## What to do
Quote exactly the lines spanning from the top of the data below to the line that contains "fn line(kind: &str, timestamp: &str)", including both.

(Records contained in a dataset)

==*==

#[cfg(test)]
mod tests {
    use super::*;
    use crate::parser::{FastlyLineParser, MockLineParser};
    use chrono::TimeZone;
    use linehaul_storage::{InMemoryObjectStore, StoreCall};
    use std::io::Write;

    const RAW_BUCKET: &str = "linehaul-logs";
    const RESULT_BUCKET: &str = "linehaul-results";
    const SOURCE: &str =
        "downloads-2021-01-07-20-55-2021-01-07T20-55-00.000-B8Hs_G6d6xN61En2ypwk.log.gz";
    const SOURCE_ID: &str =
        "downloads-2021-01-07-20-55-2021-01-07T20-55-00.000-B8Hs_G6d6xN61En2ypwk";

    fn line(kind: &str, timestamp: &str) -> String {
        format!(
            "<134>2021-01-07T20:54:56Z cache-iad2120 linehaul[411617]: 2@{kind}|{timestamp}|US|/packages/ab/cd/requests-2.25.1-py2.py3-none-any.whl|TLSv1.2|ECDHE-RSA-AES128-GCM-SHA256|requests|2.25.1|bdist_wheel|pip/20.1.1 {{\"installer\":{{\"name\":\"pip\",\"version\":\"20.1.1\"}}}}\n"
        )
    }

    fn simple_line(timestamp: &str) -> String {
        format!("simple|{timestamp}|DE|/simple/numpy/|TLSv1.3|TLS_AES_128_GCM_SHA256|||(null)|pip/21.0\n")
    }

    fn gzip(data: &[u8]) -> Vec<u8> {
        let mut encoder =
            flate2::write::GzEncoder::new(Vec::new(), flate2::Compression::default());
        encoder.write_all(data).unwrap();
        encoder.finish().unwrap()
    }

    fn now() -> DateTime<Utc> {
        Utc.with_ymd_and_hms(2021, 3, 1, 12, 0, 0).unwrap()
    }

    fn classifier(store: &Arc<InMemoryObjectStore>) -> Classifier {
        Classifier::new(store.clone(), Arc::new(FastlyLineParser), RESULT_BUCKET)
    }

    fn processed(outcome: ClassificationOutcome) -> ClassificationReport {
        match outcome {
            ClassificationOutcome::Processed(report) => report,
            ClassificationOutcome::Skipped => panic!("expected the object to be processed"),
        }
    }

    fn body_lines(store: &InMemoryObjectStore, key: &str) -> Vec<String> {
        let body = store.object(RESULT_BUCKET, key).unwrap();
        String::from_utf8(body.to_vec())
            .unwrap()
            .lines()
            .map(str::to_string)
            .collect()
    }

    #[tokio::test]
    async fn test_download_and_malformed_line() {
        let store = Arc::new(InMemoryObjectStore::new());
        let input = format!(
            "{}this line is not an access log\n",
            line("download", "Thu, 07 Jan 2021 20:54:56 GMT")
        );
        store.insert(RAW_BUCKET, SOURCE, gzip(input.as_bytes()));

        let report = processed(classifier(&store).process_at(RAW_BUCKET, SOURCE, now()).await.unwrap());

        let partition = format!("processed/file_downloads/20210107/file_downloads-{SOURCE_ID}.json");
        let unprocessed = format!("unprocessed/20210107/{SOURCE_ID}.txt");
        assert_eq!(report.partitions, vec![partition.clone()]);
        assert_eq!(report.unprocessed, Some(unprocessed.clone()));
        assert_eq!(
            report.lines,
            LineCounts {
                total: 2,
                simple: 0,
                download: 1,
                unprocessed: 1
            }
        );

        let records = body_lines(&store, &partition);
        assert_eq!(records.len(), 1);
        let record: serde_json::Value = serde_json::from_str(&records[0]).unwrap();
        assert_eq!(record["file"]["filename"], "requests-2.25.1-py2.py3-none-any.whl");

        assert_eq!(
            body_lines(&store, &unprocessed),
            vec!["this line is not an access log".to_string()]
        );
        assert!(!store.contains(RAW_BUCKET, SOURCE));
    }

    #[tokio::test]
    async fn test_absent_source_is_skipped() {
        let store = Arc::new(InMemoryObjectStore::new());

        let outcome = classifier(&store).process_at(RAW_BUCKET, SOURCE, now()).await.unwrap();

        assert_eq!(outcome, ClassificationOutcome::Skipped);
        assert!(store.keys(RESULT_BUCKET).is_empty());
        assert_eq!(store.delete_call_count(), 0);
    }

    #[tokio::test]
    async fn test_every_line_is_accounted_for() {
        let store = Arc::new(InMemoryObjectStore::new());
        let mut input = Vec::new();
        input.extend(line("download", "Thu, 07 Jan 2021 20:54:56 GMT").into_bytes());
        input.extend(simple_line("Thu, 07 Jan 2021 21:00:00 GMT").into_bytes());
        input.extend(b"\xff\xfe not utf-8\n");
        input.extend(b"\n");
        input.extend(line("upload", "Thu, 07 Jan 2021 20:54:56 GMT").into_bytes());
        input.extend(simple_line("Thu, 07 Jan 2021 22:00:00 GMT").trim_end().as_bytes());
        store.insert(RAW_BUCKET, SOURCE, gzip(&input));

        let report = processed(classifier(&store).process_at(RAW_BUCKET, SOURCE, now()).await.unwrap());

        assert_eq!(report.lines.total, 6);
        assert_eq!(report.lines.simple, 2);
        assert_eq!(report.lines.download, 1);
        assert_eq!(report.lines.unprocessed, 3);

        let records: usize = report
            .partitions
            .iter()
            .map(|key| body_lines(&store, key).len())
            .sum();
        let unprocessed = store
            .object(RESULT_BUCKET, report.unprocessed.as_deref().unwrap())
            .unwrap();
        let unprocessed_lines = unprocessed.iter().filter(|b| **b == b'\n').count();
        assert_eq!(records + unprocessed_lines, report.lines.total);
        assert!(unprocessed.starts_with(b"\xff\xfe not utf-8\n\n"));
    }

    #[tokio::test]
    async fn test_events_partition_by_event_time() {
        let store = Arc::new(InMemoryObjectStore::new());
        let input = format!(
            "{}{}{}",
            line("download", "Fri, 08 Jan 2021 00:00:01 GMT"),
            line("download", "Thu, 07 Jan 2021 23:59:59 GMT"),
            simple_line("Fri, 08 Jan 2021 00:10:00 GMT"),
        );
        store.insert(RAW_BUCKET, SOURCE, gzip(input.as_bytes()));

        let report = processed(classifier(&store).process_at(RAW_BUCKET, SOURCE, now()).await.unwrap());

        assert_eq!(
            report.partitions,
            vec![
                format!("processed/simple_requests/20210108/simple_requests-{SOURCE_ID}.json"),
                format!("processed/file_downloads/20210107/file_downloads-{SOURCE_ID}.json"),
                format!("processed/file_downloads/20210108/file_downloads-{SOURCE_ID}.json"),
            ]
        );
        assert_eq!(report.unprocessed, None);
    }

    #[tokio::test]
    async fn test_records_keep_input_order() {
        let store = Arc::new(InMemoryObjectStore::new());
        let input = format!(
            "{}{}{}",
            simple_line("Thu, 07 Jan 2021 10:00:03 GMT"),
            simple_line("Thu, 07 Jan 2021 10:00:01 GMT"),
            simple_line("Thu, 07 Jan 2021 10:00:02 GMT"),
        );
        store.insert(RAW_BUCKET, "simple-abc.log.gz", gzip(input.as_bytes()));

        let report = processed(
            classifier(&store)
                .process_at(RAW_BUCKET, "simple-abc.log.gz", now())
                .await
                .unwrap(),
        );

        let timestamps: Vec<String> = body_lines(&store, &report.partitions[0])
            .iter()
            .map(|record| {
                let value: serde_json::Value = serde_json::from_str(record).unwrap();
                value["timestamp"].as_str().unwrap().to_string()
            })
            .collect();
        assert_eq!(
            timestamps,
            vec![
                "2021-01-07 10:00:03 +00:00",
                "2021-01-07 10:00:01 +00:00",
                "2021-01-07 10:00:02 +00:00"
            ]
        );
    }

    #[tokio::test]
    async fn test_unprocessed_day_without_events_is_processing_day() {
        let store = Arc::new(InMemoryObjectStore::new());
        store.insert(RAW_BUCKET, "junk.log.gz", gzip(b"nothing useful\n"));

        let report = processed(
            classifier(&store)
                .process_at(RAW_BUCKET, "junk.log.gz", now())
                .await
                .unwrap(),
        );

        assert!(report.partitions.is_empty());
        assert_eq!(report.unprocessed.as_deref(), Some("unprocessed/20210301/junk.txt"));
    }

    #[tokio::test]
    async fn test_unprocessed_upload_failure_is_swallowed() {
        let store = Arc::new(InMemoryObjectStore::new());
        let input = format!("{}garbage\n", line("download", "Thu, 07 Jan 2021 20:54:56 GMT"));
        store.insert(RAW_BUCKET, SOURCE, gzip(input.as_bytes()));
        store.fail_puts_with_prefix("unprocessed/");

        let report = processed(classifier(&store).process_at(RAW_BUCKET, SOURCE, now()).await.unwrap());

        assert_eq!(report.unprocessed, None);
        assert_eq!(report.lines.unprocessed, 1);
        assert_eq!(report.partitions.len(), 1);
        assert!(!store.contains(RAW_BUCKET, SOURCE));
    }

    #[tokio::test]
    async fn test_partition_upload_failure_keeps_source() {
        let store = Arc::new(InMemoryObjectStore::new());
        let input = line("download", "Thu, 07 Jan 2021 20:54:56 GMT");
        store.insert(RAW_BUCKET, SOURCE, gzip(input.as_bytes()));
        store.fail_puts_with_prefix("processed/");

        let err = classifier(&store)
            .process_at(RAW_BUCKET, SOURCE, now())
            .await
            .unwrap_err();

        assert!(matches!(err, ClassifierError::Upload { .. }));
        assert!(store.contains(RAW_BUCKET, SOURCE));
        assert_eq!(store.delete_call_count(), 0);
    }

    #[tokio::test]
    async fn test_corrupt_source_writes_nothing() {
        let store = Arc::new(InMemoryObjectStore::new());
        let compressed = gzip(line("download", "Thu, 07 Jan 2021 20:54:56 GMT").as_bytes());
        store.insert(RAW_BUCKET, SOURCE, compressed[..compressed.len() / 2].to_vec());

        let err = classifier(&store)
            .process_at(RAW_BUCKET, SOURCE, now())
            .await
            .unwrap_err();

        assert!(matches!(err, ClassifierError::Decompress { .. }));
        assert!(store.keys(RESULT_BUCKET).is_empty());
        assert!(store.contains(RAW_BUCKET, SOURCE));
    }

    #[tokio::test]
    async fn test_parser_errors_go_to_unprocessed() {
        let store = Arc::new(InMemoryObjectStore::new());
        store.insert(RAW_BUCKET, "raw.log", "first\nsecond\n");

        let mut parser = MockLineParser::new();
        parser
            .expect_parse()
            .times(2)
            .returning(|_| Err(ParseError::FieldCount(1)));

        let classifier = Classifier::new(store.clone(), Arc::new(parser), RESULT_BUCKET);
        let report = processed(classifier.process_at(RAW_BUCKET, "raw.log", now()).await.unwrap());

        assert_eq!(report.lines.unprocessed, 2);
        assert_eq!(
            body_lines(&store, "unprocessed/20210301/raw.txt"),
            vec!["first".to_string(), "second".to_string()]
        );
    }

    #[tokio::test]
    async fn test_concurrent_delete_counts_as_success() {
        let store = Arc::new(InMemoryObjectStore::new());
        store.insert(RAW_BUCKET, SOURCE, gzip(b"line\n"));
        store.report_not_found_on_delete(true);

        // Another invocation finishes and deletes the source mid-run
        let racing = store.clone();
        let mut parser = MockLineParser::new();
        parser.expect_parse().times(1).returning(move |_| {
            racing.remove(RAW_BUCKET, SOURCE);
            Ok(None)
        });

        let classifier = Classifier::new(store.clone(), Arc::new(parser), RESULT_BUCKET);
        let outcome = classifier.process_at(RAW_BUCKET, SOURCE, now()).await.unwrap();

        assert!(matches!(outcome, ClassificationOutcome::Processed(_)));
        assert!(store.calls().contains(&StoreCall::Delete {
            bucket: RAW_BUCKET.to_string(),
            key: SOURCE.to_string(),
        }));
    }

    #[test]
    fn test_partition_set_get_or_create() {
        let day: PartitionDay = "20210107".parse().unwrap();
        let mut set = PartitionSet::default();
        set.partition(EventKind::Download, day).append(b"{}");
        set.partition(EventKind::Download, day).append(b"{}");
        set.partition(EventKind::SimpleRequest, day).append(b"{}");

        assert_eq!(set.len(), 2);
        let (_, buffer) = set.into_iter().last().unwrap();
        assert_eq!(buffer.records(), 2);
        assert_eq!(buffer.into_body(), Bytes::from_static(b"{}\n{}\n"));
    }
}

==*==

## Output below
#[cfg(test)]
mod tests {
    use super::*;
    use crate::parser::{FastlyLineParser, MockLineParser};
    use chrono::TimeZone;
    use linehaul_storage::{InMemoryObjectStore, StoreCall};
    use std::io::Write;

    const RAW_BUCKET: &str = "linehaul-logs";
    const RESULT_BUCKET: &str = "linehaul-results";
    const SOURCE: &str =
        "downloads-2021-01-07-20-55-2021-01-07T20-55-00.000-B8Hs_G6d6xN61En2ypwk.log.gz";
    const SOURCE_ID: &str =
        "downloads-2021-01-07-20-55-2021-01-07T20-55-00.000-B8Hs_G6d6xN61En2ypwk";

    fn line(kind: &str, timestamp: &str) -> String {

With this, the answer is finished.